There is still the chance of a reshuffle to move SACP members. That still seems like an unattainable position for people like Blade Nzimande in the government and I think there may even be some backing for that from wider parts or more neutral parts of the NEC as well and so I think a reshuffle is possible. Whether that touches national treasury, I think is very, very difficult to call and is possible certainly but I think it’s one of those un-forecastable events if you like. As you say Zuma on his agenda still needs contracts signed off, things like that which national treasury are blocking but equally state enterprises are sort of tootling on their own quite nicely along his agenda and the other reshuffle of course is what happens with Gauteng ANC, which is going to be crucial for the 2017 elective conference.

If there is a clear out there of the leadership, some form of change it can make it a lot easier I think to have Gauteng neutralised or even on the side for Zuma’s faction in 2017. Remember the provinces are quite powerful around selecting people who go to elective conference, the filtering that happens from branch level and members that they send along and things like that.
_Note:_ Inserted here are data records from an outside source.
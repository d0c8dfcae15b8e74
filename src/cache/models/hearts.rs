use std::collections::BTreeMap;

use serde::{Deserialize, Serialize};

/// 收藏夹爱心缓存模型
#[derive(Debug, Serialize, Deserialize, Clone, PartialEq)]
pub struct CachedHearts {
    pub collection_id: String,
    pub owner_id: String,
    pub place_hearts: BTreeMap<String, Vec<String>>,
    pub cached_at: i64, // Unix timestamp
}

mod auth;
mod error_handler;
mod rate_limit;

pub use auth::{CurrentUser, auth_middleware};
pub use error_handler::log_errors;
pub use rate_limit::{RateLimiter, rate_limit};
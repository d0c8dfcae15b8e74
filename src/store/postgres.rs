use std::sync::Arc;

use async_trait::async_trait;
use serde_json::{Map, Value};
use sqlx::{PgPool, Row};

use super::{BatchOp, DocKey, DocumentStore, StoreError, WriteBatch};

/// 基于 Postgres JSONB 的文档存储，一个批次对应一个事务
pub struct PgDocumentStore {
    db: Arc<PgPool>,
}

impl PgDocumentStore {
    pub fn new(db: Arc<PgPool>) -> Self {
        Self { db }
    }
}

#[async_trait]
impl DocumentStore for PgDocumentStore {
    async fn get(&self, key: &DocKey) -> Result<Option<Value>, StoreError> {
        let row = sqlx::query(
            r#"
            SELECT body FROM documents
            WHERE namespace = $1 AND id = $2
            "#,
        )
        .bind(&key.namespace)
        .bind(&key.id)
        .fetch_optional(&*self.db)
        .await?;

        Ok(row.map(|r| r.try_get::<Value, _>("body")).transpose()?)
    }

    async fn list(&self, namespace: &str) -> Result<Vec<Value>, StoreError> {
        let rows = sqlx::query(
            r#"
            SELECT body FROM documents
            WHERE namespace = $1
            ORDER BY updated_at DESC
            "#,
        )
        .bind(namespace)
        .fetch_all(&*self.db)
        .await?;

        rows.into_iter()
            .map(|r| r.try_get::<Value, _>("body").map_err(StoreError::from))
            .collect()
    }

    async fn list_by_id(
        &self,
        namespace_prefix: &str,
        id: &str,
    ) -> Result<Vec<(DocKey, Value)>, StoreError> {
        let rows = sqlx::query(
            r#"
            SELECT namespace, body FROM documents
            WHERE id = $1 AND starts_with(namespace, $2)
            "#,
        )
        .bind(id)
        .bind(namespace_prefix)
        .fetch_all(&*self.db)
        .await?;

        rows.into_iter()
            .map(|r| -> Result<(DocKey, Value), StoreError> {
                let namespace: String = r.try_get("namespace")?;
                let body: Value = r.try_get("body")?;
                Ok((DocKey::new(namespace, id), body))
            })
            .collect()
    }

    async fn set(&self, key: &DocKey, doc: Value) -> Result<(), StoreError> {
        upsert(&*self.db, key, &doc).await
    }

    async fn update(&self, key: &DocKey, fields: Map<String, Value>) -> Result<(), StoreError> {
        patch(&*self.db, key, &fields).await
    }

    async fn delete(&self, key: &DocKey) -> Result<(), StoreError> {
        remove(&*self.db, key).await
    }

    async fn commit(&self, batch: WriteBatch) -> Result<(), StoreError> {
        // 开启事务
        let mut tx = self.db.begin().await?;

        // 锁住前置条件涉及的行并核对版本号
        for (key, expected) in batch.preconditions() {
            let row = sqlx::query(
                r#"
                SELECT (body->>'revision')::BIGINT AS revision
                FROM documents
                WHERE namespace = $1 AND id = $2
                FOR UPDATE
                "#,
            )
            .bind(&key.namespace)
            .bind(&key.id)
            .fetch_optional(&mut *tx)
            .await?;

            let found = match row {
                Some(r) => Some(r.try_get::<Option<i64>, _>("revision")?.unwrap_or(0) as u64),
                None => None,
            };

            if found != Some(*expected) {
                // tx 被 drop 时自动回滚
                return Err(StoreError::Conflict {
                    key: key.clone(),
                    expected: *expected,
                    found,
                });
            }
        }

        for op in batch.ops() {
            match op {
                BatchOp::Set { key, doc } => upsert(&mut *tx, key, doc).await?,
                BatchOp::Update { key, fields } => patch(&mut *tx, key, fields).await?,
                BatchOp::Delete { key } => remove(&mut *tx, key).await?,
            }
        }

        tx.commit().await?;
        Ok(())
    }
}

async fn upsert<'e, E>(executor: E, key: &DocKey, doc: &Value) -> Result<(), StoreError>
where
    E: sqlx::PgExecutor<'e>,
{
    sqlx::query(
        r#"
        INSERT INTO documents (namespace, id, body, updated_at)
        VALUES ($1, $2, $3, NOW())
        ON CONFLICT (namespace, id)
        DO UPDATE SET body = EXCLUDED.body, updated_at = NOW()
        "#,
    )
    .bind(&key.namespace)
    .bind(&key.id)
    .bind(doc)
    .execute(executor)
    .await?;

    Ok(())
}

async fn patch<'e, E>(
    executor: E,
    key: &DocKey,
    fields: &Map<String, Value>,
) -> Result<(), StoreError>
where
    E: sqlx::PgExecutor<'e>,
{
    // jsonb 的 || 只合并顶层字段
    let result = sqlx::query(
        r#"
        UPDATE documents
        SET body = body || $3, updated_at = NOW()
        WHERE namespace = $1 AND id = $2
        "#,
    )
    .bind(&key.namespace)
    .bind(&key.id)
    .bind(Value::Object(fields.clone()))
    .execute(executor)
    .await?;

    if result.rows_affected() == 0 {
        return Err(StoreError::NotFound(key.clone()));
    }

    Ok(())
}

async fn remove<'e, E>(executor: E, key: &DocKey) -> Result<(), StoreError>
where
    E: sqlx::PgExecutor<'e>,
{
    sqlx::query(
        r#"
        DELETE FROM documents
        WHERE namespace = $1 AND id = $2
        "#,
    )
    .bind(&key.namespace)
    .bind(&key.id)
    .execute(executor)
    .await?;

    Ok(())
}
That reshuffling is quite important as well to see his internal power within the party and that will be the focus, I think, even more than government policy and what happened to the cabinet reshuffle will be those sorts of internal political machinations

That’s the next thing to watch out for, the elective conference.

The run up to it and how it all works in these reshuffles exactly and that internal power play within the ANC because I think that’s the key for investors in the long run, is how long does the status quo basically last and if you get a status quo candidate like Jacob Gedleyihlekisa Zuma coming out to the end of next year then the status quo likely stays on for longer as opposed to say Cyril getting elected at the end of next year or some other investor-friendly candidate.
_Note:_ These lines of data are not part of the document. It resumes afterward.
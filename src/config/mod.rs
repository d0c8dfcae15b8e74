use std::env;
use std::time::Duration;

use crate::collection::PlaceFanout;

#[derive(Debug, Clone, serde::Deserialize)]
pub struct Config {
    pub database_url: String,
    pub redis_url: String,
    pub jwt_secret: String,
    pub jwt_expiration_secs: u64,
    pub rate_limit_window_secs: u64,
    pub rate_limit_requests: u32,
    pub server_host: String,
    pub server_port: u16,
    pub blob_base_url: String,
    pub avatar_categories: Vec<String>,
    pub place_fanout: PlaceFanout,
    pub hearts_cache_expire_secs: u64,
}

impl Config {
    pub fn from_env() -> Result<Self, env::VarError> {
        dotenv::dotenv().ok();

        let jwt_expiration = env::var("JWT_EXPIRATION")
            .unwrap_or_else(|_| "24h".into())
            .trim_end_matches('h')
            .parse::<u64>()
            .unwrap_or(24);

        // 逗号分隔的头像分类列表
        let avatar_categories = env::var("AVATAR_CATEGORIES")
            .unwrap_or_default()
            .split(',')
            .map(str::trim)
            .filter(|c| !c.is_empty())
            .map(String::from)
            .collect();

        let place_fanout = match env::var("PLACE_FANOUT").as_deref() {
            Ok("all_members") => PlaceFanout::AllMembers,
            Ok("owner_and_actor") | Err(_) => PlaceFanout::OwnerAndActor,
            Ok(other) => {
                tracing::warn!("Unknown PLACE_FANOUT {:?}, using owner_and_actor", other);
                PlaceFanout::OwnerAndActor
            }
        };

        Ok(Config {
            database_url: env::var("DATABASE_URL")?,
            redis_url: env::var("REDIS_URL")?,
            server_host: env::var("SERVER_HOST")?,
            server_port: env::var("SERVER_PORT")?.parse().unwrap_or(3000),
            jwt_secret: env::var("JWT_SECRET")?,
            jwt_expiration_secs: jwt_expiration * 3600,
            rate_limit_window_secs: env::var("RATE_LIMIT_WINDOW")?.parse().unwrap_or(60),
            rate_limit_requests: env::var("RATE_LIMIT_REQUESTS")?.parse().unwrap_or(100),
            blob_base_url: env::var("BLOB_BASE_URL")?,
            avatar_categories,
            place_fanout,
            hearts_cache_expire_secs: env::var("HEARTS_CACHE_EXPIRE")
                .ok()
                .and_then(|v| v.parse().ok())
                .unwrap_or(300),
        })
    }

    pub fn jwt_expiration(&self) -> Duration {
        Duration::from_secs(self.jwt_expiration_secs)
    }

    pub fn rate_limit_window(&self) -> Duration {
        Duration::from_secs(self.rate_limit_window_secs)
    }

    pub fn hearts_cache_expire(&self) -> Duration {
        Duration::from_secs(self.hearts_cache_expire_secs)
    }
}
What are you telling the portfolio managers and you’ve been talking with many of them, dozens of them over the last week?
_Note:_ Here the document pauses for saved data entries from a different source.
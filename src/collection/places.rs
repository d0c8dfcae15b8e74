// 地点、爱心、活动的单项修改
// 默认只写所有者副本和操作者副本，PlaceFanout::AllMembers 时写入全部副本

use chrono::Utc;
use serde_json::json;

use crate::error::CollectionError;
use crate::store::{WriteBatch, keys};

use super::replication::{ensure_mutable, object, require_identity};
use super::{Collection, CollectionEventKind, Event, Place, PlaceFanout, ReplicationManager};

impl ReplicationManager {
    /// 读取权威副本，应用修改，再按扇出策略写回
    async fn mutate<T, F>(
        &self,
        collection_id: &str,
        owner_id: &str,
        actor_id: &str,
        kind: CollectionEventKind,
        apply: F,
    ) -> Result<(Collection, T), CollectionError>
    where
        F: FnOnce(&mut Collection) -> Result<T, CollectionError>,
    {
        require_identity(actor_id)?;
        let mut collection = self.load_authoritative(collection_id, owner_id).await?;
        if !collection.is_member(actor_id) {
            return Err(CollectionError::PermissionDenied(format!(
                "{} is not a member of collection {}",
                actor_id, collection_id
            )));
        }
        ensure_mutable(&collection)?;

        let base_revision = collection.revision;
        let output = apply(&mut collection)?;
        collection.revision = base_revision + 1;

        let fields = object(json!({
            "places": collection.places,
            "events": collection.events,
            "placeHearts": collection.place_hearts,
            "revision": collection.revision,
        }));

        let targets: Vec<&str> = match self.place_fanout {
            PlaceFanout::OwnerAndActor if actor_id == owner_id => vec![owner_id],
            PlaceFanout::OwnerAndActor => vec![owner_id, actor_id],
            PlaceFanout::AllMembers => std::iter::once(owner_id)
                .chain(collection.mirror_members().map(String::as_str))
                .collect(),
        };

        let owner_key = keys::collection_key(owner_id, collection_id);
        let mut batch = WriteBatch::new();
        batch.expect_revision(owner_key, base_revision);
        for target in &targets {
            batch.update(keys::collection_key(target, collection_id), fields.clone());
        }

        self.store
            .commit(batch)
            .await
            .map_err(CollectionError::write)?;

        tracing::debug!(
            "Collection {} {:?} by {}, {} copies written",
            collection_id,
            kind,
            actor_id,
            targets.len()
        );
        let notified = targets.iter().map(|t| t.to_string()).collect();
        self.publish(kind, &collection, notified);

        Ok((collection, output))
    }

    /// 添加地点，已存在同一 place_id 时不重复添加
    pub async fn add_place(
        &self,
        collection_id: &str,
        owner_id: &str,
        actor_id: &str,
        place: Place,
    ) -> Result<Collection, CollectionError> {
        let (collection, _) = self
            .mutate(
                collection_id,
                owner_id,
                actor_id,
                CollectionEventKind::PlacesChanged,
                |c| {
                    if c.place(&place.place_id).is_none() {
                        c.places.push(place);
                    }
                    Ok(())
                },
            )
            .await?;
        Ok(collection)
    }

    /// 删除地点以及它的爱心记录
    pub async fn delete_place(
        &self,
        collection_id: &str,
        owner_id: &str,
        actor_id: &str,
        place_id: &str,
    ) -> Result<Collection, CollectionError> {
        let (collection, _) = self
            .mutate(
                collection_id,
                owner_id,
                actor_id,
                CollectionEventKind::PlacesChanged,
                |c| {
                    let before = c.places.len();
                    c.places.retain(|p| p.place_id != place_id);
                    if c.places.len() == before {
                        return Err(CollectionError::NotFound(format!("place {}", place_id)));
                    }
                    c.place_hearts.remove(place_id);
                    Ok(())
                },
            )
            .await?;
        Ok(collection)
    }

    /// 切换操作者对地点的爱心，返回切换后的状态
    pub async fn toggle_heart(
        &self,
        collection_id: &str,
        owner_id: &str,
        actor_id: &str,
        place_id: &str,
    ) -> Result<bool, CollectionError> {
        let (_, hearted) = self
            .mutate(
                collection_id,
                owner_id,
                actor_id,
                CollectionEventKind::HeartsChanged,
                |c| {
                    if c.place(place_id).is_none() {
                        return Err(CollectionError::NotFound(format!("place {}", place_id)));
                    }

                    let hearts = c.place_hearts.entry(place_id.to_string()).or_default();
                    let hearted = match hearts.iter().position(|u| u == actor_id) {
                        Some(i) => {
                            hearts.remove(i);
                            false
                        }
                        None => {
                            hearts.push(actor_id.to_string());
                            true
                        }
                    };
                    if hearts.is_empty() {
                        c.place_hearts.remove(place_id);
                    }
                    Ok(hearted)
                },
            )
            .await?;
        Ok(hearted)
    }

    pub async fn set_visited(
        &self,
        collection_id: &str,
        owner_id: &str,
        actor_id: &str,
        place_id: &str,
        visited: bool,
    ) -> Result<Collection, CollectionError> {
        let (collection, _) = self
            .mutate(
                collection_id,
                owner_id,
                actor_id,
                CollectionEventKind::PlacesChanged,
                |c| {
                    let place = c
                        .place_mut(place_id)
                        .ok_or_else(|| CollectionError::NotFound(format!("place {}", place_id)))?;
                    place.visited = visited;
                    Ok(())
                },
            )
            .await?;
        Ok(collection)
    }

    /// 把一个收藏夹中的地点复制到另一个收藏夹
    ///
    /// 操作者必须同时是两个收藏夹的成员。复制出的地点重置为未去过。
    pub async fn copy_place(
        &self,
        source_collection_id: &str,
        source_owner_id: &str,
        target_collection_id: &str,
        target_owner_id: &str,
        actor_id: &str,
        place_id: &str,
    ) -> Result<Collection, CollectionError> {
        require_identity(actor_id)?;
        let source = self
            .load_authoritative(source_collection_id, source_owner_id)
            .await?;
        if !source.is_member(actor_id) {
            return Err(CollectionError::PermissionDenied(format!(
                "{} is not a member of collection {}",
                actor_id, source_collection_id
            )));
        }

        let mut place = source
            .place(place_id)
            .cloned()
            .ok_or_else(|| CollectionError::NotFound(format!("place {}", place_id)))?;
        place.visited = false;
        place.added_at = Utc::now();

        self.add_place(target_collection_id, target_owner_id, actor_id, place)
            .await
    }

    /// 添加活动，已存在同一 event_id 时不重复添加
    pub async fn add_event(
        &self,
        collection_id: &str,
        owner_id: &str,
        actor_id: &str,
        event: Event,
    ) -> Result<Collection, CollectionError> {
        let (collection, _) = self
            .mutate(
                collection_id,
                owner_id,
                actor_id,
                CollectionEventKind::EventsChanged,
                |c| {
                    if !c.events.iter().any(|e| e.event_id == event.event_id) {
                        c.events.push(event);
                    }
                    Ok(())
                },
            )
            .await?;
        Ok(collection)
    }

    pub async fn delete_event(
        &self,
        collection_id: &str,
        owner_id: &str,
        actor_id: &str,
        event_id: &str,
    ) -> Result<Collection, CollectionError> {
        let (collection, _) = self
            .mutate(
                collection_id,
                owner_id,
                actor_id,
                CollectionEventKind::EventsChanged,
                |c| {
                    let before = c.events.len();
                    c.events.retain(|e| e.event_id != event_id);
                    if c.events.len() == before {
                        return Err(CollectionError::NotFound(format!("event {}", event_id)));
                    }
                    Ok(())
                },
            )
            .await?;
        Ok(collection)
    }
}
The real problem we’ve had is investors have a very short timeframe now in this global risk on environment and you’ve seen that with Turkey as well after the coup where markets have traded very well. It could be of one of the carry, so we’ve actually been saying to people that we still are quite positive on the Rand in the short-term even though we’ve been very bearish in the long run in terms of trades idea strategy and the same for bonds as well. We’re not telling people to sell everything here or to throw all the toys out with the bathwater.

The issue is to watch out for this realisation that will come eventually that it hasn’t been structured or formed that we are still on the downgrade path and to be ready to flip from the current sort of neutrally weighted positions, long bonds, long currency start hedging out those positons and that may well come through the second half of this year as we approach the anniversary of Nenegate. So yes, it’s not necessarily fight the global current environment at the moment, but be aware of the risks and ready to flip when those signs start to emerge.

Is volatility likely to continue?

Exactly.

Then just a final point, 27 councils are up for grabs. Do you think that the opposition are going to end up taking most of those?

I haven’t done a full breakdown of every single one. I’ve mainly looked at the metros but I think if you can form these national level agreements between the likes of the DA and EFF then a lot of them can fall into opposition control. That will be possible but there will be localised things as well where the ANC maybe is able to maintain control with individual parties’ independence and things like that, so talking about a council is quite difficult but for the metros, certainly I think we can certainly see a large number of them fall into opposition control.

  • Peter Attard Montalto is Head of Emerging Europe, Middle East and Africa Economics at Nomura.